To Kill A Mockingbird: Ch. 1

apothecary – page 3 A druggist; a pharmacist. “The certified apothecary gave me medicine for my broken wrist.”
piety – page 3 Reverence for God or devout fulfillment of religious obligations. “The prayer said at church on Easter Sunday was full of piety.”
chattels – page 4 A movable article of personal property. “The slave was considered by pagans to be a mere chattel.”
modest – page 4 Free from ostentation or showy extravagance. “Their house is modest in comparison to the others in the neighborhood.”
impotent – page 4 Lacking power or ability. “The impotent man has no resource to cure his own disease.”
taciturn – page 4 Dour, stern, and silent in expression and manner. “The taciturn old woman refused to say a word, so her lawyer had to speak for her.”
unsullied – page 4 To soil, stain, or tarnish. “Even after all the years of hiding under my bed, my textbook has remained unsullied.”
imprudent – page 5 Not prudent; lacking discretion; incautious; rash. “My uncle’s financial losses are a result of his imprudent investment choices.”
profound – page 5 Penetrating or entering deeply into subjects of thought or knowledge. “Barack Obama has a profound effect on the U.S.A.”
optimism – page 6 The tendency to expect the best and see the best in all things. “She was always a happy person, looking at all aspects of life with optimism.”
detachment – page 6 Indifference to other people or to one’s surroundings; aloofness. “Her detachment from the world around her made it easier to cope with her mother’s death.”
tyrannical – page 6 Unjustly cruel, harsh, or severe; arbitrary or oppressive. “The people of Zimbabwe, hapless victims of an increasingly tyrannical regime, deserve no less from us.”
eccentric – page 8 A person of odd or unconventional behavior. “The man began to pick up very eccentric habits, such as barking at cars as they drove by.”
repertoire – page 8 The list of dramas, operas, parts, pieces, etc. that a company, actor, singer, or the like, is prepared to perform. “He also uses them to perform a large solo repertoire of German music.”
vapid – page 8 Without liveliness or spirit; dull or tedious. “The city council meetings were notable for vapid discussions and proposals.”
malevolent – page 8 Wishing evil or harm to another or others; showing ill will. “His failures made him malevolent toward those who were successful.”
morbid – page 9 Having an unusual interest in death or unpleasant events. “The man, clearly mentally unstable, had a very morbid interest in death.”
predilection – page 9 A tendency to think favorably of something in particular; partiality; preference. “My predilection for Asian cuisine was matched only by my fondness for pizza.”
flivver – page 10 An automobile, especially one that is small, inexpensive, and old. “The flivver squeaked and rattled and splashed its way along the road.”
transition – page 11 Movement, passage, or change from one position, state, stage, subject, concept, etc. to another. “The transition from adolescence to adulthood wasn’t easy, but it had to happen.”

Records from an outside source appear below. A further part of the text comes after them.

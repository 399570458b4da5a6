//! Writes a small synthetic data directory for trying out the reports:
//!
//! - `data/source_data/printing_raw_data_report_vas_000NN.csv` per run
//! - `data/processed/cassette_table.csv`
//! - `data/views/view_case_01.parquet`

use std::path::Path;
use std::sync::Arc;

use anyhow::{Context, Result};
use arrow::array::{Float64Array, StringArray};
use arrow::datatypes::{DataType, Field, Schema};
use arrow::record_batch::RecordBatch;
use parquet::arrow::ArrowWriter;
use rand::{Rng, SeedableRng};
use rand_chacha::ChaCha8Rng;

const RUNS: [u32; 3] = [12, 13, 14];
const ROWS: u32 = 4;
const SPOTS: u32 = 6;
const DOTS_PER_SPOT: u32 = 10;
const CASSETTES: u32 = 2;
/// Share of dots reported with the 999 "not measured" marker.
const MISSING_RATE: f64 = 0.02;

/// Box-Muller transform for a normal sample.
fn gauss<R: Rng>(rng: &mut R, mean: f64, std_dev: f64) -> f64 {
    let u1: f64 = rng.gen::<f64>().max(1e-15);
    let u2: f64 = rng.gen();
    let z = (-2.0 * u1.ln()).sqrt() * (2.0 * std::f64::consts::PI * u2).cos();
    mean + std_dev * z
}

fn barcode(run: u32, row: u32) -> String {
    format!("SUB{run:03}{row:02}")
}

struct Dot {
    run: u32,
    row: u32,
    spot: u32,
    x: f64,
    y: f64,
}

fn generate_dots(rng: &mut ChaCha8Rng) -> Vec<Dot> {
    let mut dots = Vec::new();
    for &run in &RUNS {
        // each run drifts a little and gets noisier
        let drift = gauss(rng, 0.0, 0.01);
        let sigma = 0.01 + 0.005 * f64::from(run - RUNS[0]);
        for row in 1..=ROWS {
            for spot in 1..=SPOTS {
                for _ in 0..DOTS_PER_SPOT {
                    let (x, y) = if rng.gen_bool(MISSING_RATE) {
                        (999.0, 999.0)
                    } else {
                        (gauss(rng, drift, sigma), gauss(rng, -drift, sigma))
                    };
                    dots.push(Dot {
                        run,
                        row,
                        spot,
                        x,
                        y,
                    });
                }
            }
        }
    }
    dots
}

fn write_printing_reports(dir: &Path, dots: &[Dot]) -> Result<()> {
    for &run in &RUNS {
        let path = dir.join(format!("printing_raw_data_report_vas_{run:05}.csv"));
        let mut writer = csv::Writer::from_path(&path)
            .with_context(|| format!("creating {}", path.display()))?;
        writer.write_record(["RowNumber", "SpotNumber", "XOffset", "YOffset", "TaskName2"])?;
        for dot in dots.iter().filter(|d| d.run == run) {
            writer.write_record([
                dot.row.to_string(),
                dot.spot.to_string(),
                format!("{:.5}", dot.x),
                format!("{:.5}", dot.y),
                barcode(run, dot.row),
            ])?;
        }
        writer.flush()?;
        println!("Wrote {}", path.display());
    }
    Ok(())
}

fn write_cassette_table(dir: &Path) -> Result<()> {
    let path = dir.join("cassette_table.csv");
    let mut writer = csv::Writer::from_path(&path)?;
    writer.write_record([
        "cassette_number",
        "cassette_code",
        "substrate_barcode",
        "pallette_number",
        "run",
    ])?;
    for &run in &RUNS {
        for row in 1..=ROWS {
            let cassette = (row - 1) % CASSETTES + 1;
            writer.write_record([
                cassette.to_string(),
                format!("CAS-{run}-{cassette}"),
                barcode(run, row),
                ((row + 1) / 2).to_string(),
                run.to_string(),
            ])?;
        }
    }
    writer.flush()?;
    println!("Wrote {}", path.display());
    Ok(())
}

fn write_case_01_parquet(dir: &Path, dots: &[Dot]) -> Result<()> {
    let schema = Arc::new(Schema::new(vec![
        Field::new("run_id", DataType::Utf8, false),
        Field::new("SpotNumber", DataType::Utf8, false),
        Field::new("XOffset", DataType::Float64, false),
        Field::new("YOffset", DataType::Float64, false),
    ]));

    let run_ids: Vec<String> = dots.iter().map(|d| d.run.to_string()).collect();
    let spots: Vec<String> = dots.iter().map(|d| d.spot.to_string()).collect();
    let batch = RecordBatch::try_new(
        schema.clone(),
        vec![
            Arc::new(StringArray::from_iter_values(run_ids)),
            Arc::new(StringArray::from_iter_values(spots)),
            Arc::new(Float64Array::from_iter_values(dots.iter().map(|d| d.x))),
            Arc::new(Float64Array::from_iter_values(dots.iter().map(|d| d.y))),
        ],
    )?;

    let path = dir.join("view_case_01.parquet");
    let file = std::fs::File::create(&path)
        .with_context(|| format!("creating {}", path.display()))?;
    let mut writer = ArrowWriter::try_new(file, schema, None)?;
    writer.write(&batch)?;
    writer.close()?;
    println!("Wrote {} dots to {}", dots.len(), path.display());
    Ok(())
}

fn main() -> Result<()> {
    let root = Path::new("data");
    let source = root.join("source_data");
    let processed = root.join("processed");
    let views = root.join("views");
    for dir in [&source, &processed, &views] {
        std::fs::create_dir_all(dir)?;
    }

    let mut rng = ChaCha8Rng::seed_from_u64(42);
    let dots = generate_dots(&mut rng);

    write_printing_reports(&source, &dots)?;
    write_cassette_table(&processed)?;
    write_case_01_parquet(&views, &dots)?;
    Ok(())
}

nebulous – page 11 Hazy, vague, indistinct, or confused. “I failed the pop quiz because I had a nebulous recollection of the lesson.”
intimidation – page 11 To make timid; fill with fear. “He tried to look tough, hoping he could intimidate his enemy and avoid a fight.”
concession – page 14 The act of yielding or conceding, as to a demand or argument. “If you do not make a concession, you will never resolve the issue.”
foray – page 15 A quick, sudden attack. “The defenders made a foray outside the city walls.”